Collected data entries:
Segment Open

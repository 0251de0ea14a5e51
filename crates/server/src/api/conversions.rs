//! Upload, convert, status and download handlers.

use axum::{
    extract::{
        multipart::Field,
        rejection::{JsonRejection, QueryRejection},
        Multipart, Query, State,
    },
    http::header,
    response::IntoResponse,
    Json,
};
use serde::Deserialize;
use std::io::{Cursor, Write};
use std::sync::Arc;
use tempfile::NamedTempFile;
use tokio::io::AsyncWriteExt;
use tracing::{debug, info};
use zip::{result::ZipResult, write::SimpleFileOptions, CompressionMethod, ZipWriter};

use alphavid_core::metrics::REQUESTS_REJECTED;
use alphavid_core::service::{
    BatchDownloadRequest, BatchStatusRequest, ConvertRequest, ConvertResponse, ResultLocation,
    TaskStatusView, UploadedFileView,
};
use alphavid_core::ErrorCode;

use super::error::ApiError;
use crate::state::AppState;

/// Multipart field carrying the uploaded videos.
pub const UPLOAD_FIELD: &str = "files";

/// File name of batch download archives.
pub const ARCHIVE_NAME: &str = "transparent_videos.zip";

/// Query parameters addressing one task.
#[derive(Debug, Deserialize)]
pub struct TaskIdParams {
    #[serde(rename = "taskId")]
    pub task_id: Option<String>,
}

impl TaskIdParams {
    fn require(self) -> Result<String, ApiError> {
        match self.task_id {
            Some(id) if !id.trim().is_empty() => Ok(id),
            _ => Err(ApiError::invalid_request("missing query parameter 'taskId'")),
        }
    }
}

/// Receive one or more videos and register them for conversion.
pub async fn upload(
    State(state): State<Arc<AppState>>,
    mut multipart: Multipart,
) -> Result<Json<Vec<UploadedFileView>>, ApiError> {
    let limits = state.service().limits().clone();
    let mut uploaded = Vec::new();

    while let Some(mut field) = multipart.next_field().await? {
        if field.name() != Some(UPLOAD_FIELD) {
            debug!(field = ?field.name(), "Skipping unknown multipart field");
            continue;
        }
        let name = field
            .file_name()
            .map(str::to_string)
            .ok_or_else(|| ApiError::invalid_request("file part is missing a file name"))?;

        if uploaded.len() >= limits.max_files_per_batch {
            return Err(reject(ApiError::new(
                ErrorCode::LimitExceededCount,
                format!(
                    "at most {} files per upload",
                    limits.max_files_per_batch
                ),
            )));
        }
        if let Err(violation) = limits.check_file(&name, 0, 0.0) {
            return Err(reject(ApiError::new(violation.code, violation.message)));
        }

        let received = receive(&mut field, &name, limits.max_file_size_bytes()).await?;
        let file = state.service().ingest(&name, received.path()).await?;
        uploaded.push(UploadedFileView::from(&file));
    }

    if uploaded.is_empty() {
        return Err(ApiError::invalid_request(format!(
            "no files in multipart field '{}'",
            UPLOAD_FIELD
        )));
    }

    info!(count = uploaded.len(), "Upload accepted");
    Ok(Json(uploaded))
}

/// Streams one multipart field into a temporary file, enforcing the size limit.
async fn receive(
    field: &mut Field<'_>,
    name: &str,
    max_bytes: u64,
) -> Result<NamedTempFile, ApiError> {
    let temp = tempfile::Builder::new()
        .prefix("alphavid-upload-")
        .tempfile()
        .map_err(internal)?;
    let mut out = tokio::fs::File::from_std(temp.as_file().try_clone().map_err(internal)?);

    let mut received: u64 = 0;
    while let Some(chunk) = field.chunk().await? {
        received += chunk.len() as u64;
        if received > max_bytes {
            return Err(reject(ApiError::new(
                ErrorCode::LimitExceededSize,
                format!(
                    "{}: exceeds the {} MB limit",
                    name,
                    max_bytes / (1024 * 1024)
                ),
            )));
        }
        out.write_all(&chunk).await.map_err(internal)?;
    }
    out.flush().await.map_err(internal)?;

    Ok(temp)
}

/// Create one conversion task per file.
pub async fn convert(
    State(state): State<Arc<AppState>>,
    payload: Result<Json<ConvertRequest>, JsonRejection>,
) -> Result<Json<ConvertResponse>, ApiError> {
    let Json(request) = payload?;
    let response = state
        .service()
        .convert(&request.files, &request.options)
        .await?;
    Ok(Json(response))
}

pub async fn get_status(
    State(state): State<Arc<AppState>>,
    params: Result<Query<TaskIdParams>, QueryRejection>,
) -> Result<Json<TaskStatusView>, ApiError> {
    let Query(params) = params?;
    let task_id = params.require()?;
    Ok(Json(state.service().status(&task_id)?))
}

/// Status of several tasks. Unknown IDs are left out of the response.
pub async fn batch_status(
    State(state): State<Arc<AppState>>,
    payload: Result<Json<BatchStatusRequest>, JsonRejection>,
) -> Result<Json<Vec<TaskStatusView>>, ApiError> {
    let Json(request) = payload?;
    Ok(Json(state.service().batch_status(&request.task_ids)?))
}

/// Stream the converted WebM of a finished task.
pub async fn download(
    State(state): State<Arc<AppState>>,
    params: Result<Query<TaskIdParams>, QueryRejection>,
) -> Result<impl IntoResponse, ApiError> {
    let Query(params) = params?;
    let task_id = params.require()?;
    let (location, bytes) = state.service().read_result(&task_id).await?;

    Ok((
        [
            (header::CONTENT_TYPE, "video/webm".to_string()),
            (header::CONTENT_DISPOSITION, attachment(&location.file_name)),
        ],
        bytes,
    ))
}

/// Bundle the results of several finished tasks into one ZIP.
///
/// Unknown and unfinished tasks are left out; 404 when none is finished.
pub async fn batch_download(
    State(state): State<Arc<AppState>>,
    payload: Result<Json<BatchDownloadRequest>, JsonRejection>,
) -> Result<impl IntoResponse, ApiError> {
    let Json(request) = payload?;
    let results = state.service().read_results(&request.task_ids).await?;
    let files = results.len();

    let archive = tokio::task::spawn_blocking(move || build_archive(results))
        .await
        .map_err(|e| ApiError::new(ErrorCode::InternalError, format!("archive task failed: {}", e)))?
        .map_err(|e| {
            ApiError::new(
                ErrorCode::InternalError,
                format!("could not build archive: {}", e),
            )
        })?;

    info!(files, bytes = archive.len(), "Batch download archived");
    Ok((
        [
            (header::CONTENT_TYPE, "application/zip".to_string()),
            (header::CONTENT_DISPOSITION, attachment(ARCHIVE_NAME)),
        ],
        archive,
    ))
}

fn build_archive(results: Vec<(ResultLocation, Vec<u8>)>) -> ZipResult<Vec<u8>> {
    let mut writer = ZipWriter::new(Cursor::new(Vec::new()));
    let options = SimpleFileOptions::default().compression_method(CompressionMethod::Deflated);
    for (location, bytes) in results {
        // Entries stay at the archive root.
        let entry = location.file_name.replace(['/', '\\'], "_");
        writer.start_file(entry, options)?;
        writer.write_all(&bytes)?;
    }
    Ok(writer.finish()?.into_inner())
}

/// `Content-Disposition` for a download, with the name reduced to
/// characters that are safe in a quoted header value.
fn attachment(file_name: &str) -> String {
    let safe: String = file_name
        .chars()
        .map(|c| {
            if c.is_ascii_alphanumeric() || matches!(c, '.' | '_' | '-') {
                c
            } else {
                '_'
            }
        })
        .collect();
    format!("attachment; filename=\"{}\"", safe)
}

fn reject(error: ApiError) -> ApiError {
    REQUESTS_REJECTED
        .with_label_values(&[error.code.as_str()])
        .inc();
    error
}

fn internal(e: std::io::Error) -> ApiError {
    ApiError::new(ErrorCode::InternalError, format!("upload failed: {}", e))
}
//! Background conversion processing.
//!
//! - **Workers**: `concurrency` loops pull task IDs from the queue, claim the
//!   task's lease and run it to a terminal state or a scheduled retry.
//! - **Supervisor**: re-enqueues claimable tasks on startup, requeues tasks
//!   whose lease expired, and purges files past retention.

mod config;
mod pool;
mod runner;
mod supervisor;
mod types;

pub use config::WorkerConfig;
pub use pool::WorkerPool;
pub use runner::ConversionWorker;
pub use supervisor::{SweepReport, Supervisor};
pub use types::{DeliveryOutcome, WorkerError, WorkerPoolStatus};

Segment Closed

• **Your assignment**: Would you copy out exactly the lines above that start at the one containing "-> Result<Json<Vec<UploadedFileView>>, ApiError>" and end at the one containing "if field.name() != Some(UPLOAD_FIELD)", inclusive?

• **Expected output**:
) -> Result<Json<Vec<UploadedFileView>>, ApiError> {
    let limits = state.service().limits().clone();
    let mut uploaded = Vec::new();

    while let Some(mut field) = multipart.next_field().await? {
        if field.name() != Some(UPLOAD_FIELD) {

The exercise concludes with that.